▶
use tokio_util::sync::CancellationToken;

use super::song::COVER_SIZE;
use super::wire::{Album, Envelope, Track};
use super::{Hifi, Payload, artist_refs, query};
use crate::error::Result;
use crate::models::{AlbumData, AlbumSong};
use crate::normalize::{image_url, resolve_quality};
use crate::types::UserId;

impl Payload for Envelope<Album> {
    const CONTEXT: &'static str = "album";

    fn is_complete(&self) -> bool {
        self.data.id != 0
    }
}

impl Hifi {
    pub(super) async fn fetch_album(
        &self,
        cancel: &CancellationToken,
        user: UserId,
        id: &str,
    ) -> Result<AlbumData> {
        let album: Envelope<Album> = self
            .fetch(cancel, user, |base| format!("{}/album/?id={}", base, query(id)))
            .await?;
        let album = album.data;

        Ok(AlbumData {
            provider: Self::PROVIDER.to_string(),
            api: Self::NAME.to_string(),
            id: album.id.to_string(),
            title: album.title,
            duration: album.duration,
            release_date: album.release_date,
            number_tracks: album.number_of_tracks,
            number_volumes: album.number_of_volumes,
            cover_url: image_url(&album.cover, COVER_SIZE),
            explicit: album.explicit,
            audio_quality: resolve_quality(
                Some(album.audio_quality.as_str()),
                &album.media_metadata.tags,
            ),
            artists: artist_refs(&album.artists),
            songs: album
                .items
                .iter()
                .filter(|entry| entry.kind.is_empty() || entry.kind == "track")
                .map(|entry| album_song(&entry.item))
                .collect(),
        })
    }
}

fn album_song(track: &Track) -> AlbumSong {
    AlbumSong {
        id: track.id.to_string(),
        title: track.title.clone(),
        duration: track.duration,
        track_number: track.track_number,
        volume_number: track.volume_number,
        explicit: track.explicit,
        isrc: track.isrc.clone(),
        audio_quality: resolve_quality(
            Some(track.audio_quality.as_str()),
            &track.media_metadata.tags,
        ),
        artists: artist_refs(&track.artists),
    }
}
◀
• _Your objective_:
Write only the number of lines above in which the word "crate" is found.

• _Result of this task_:
4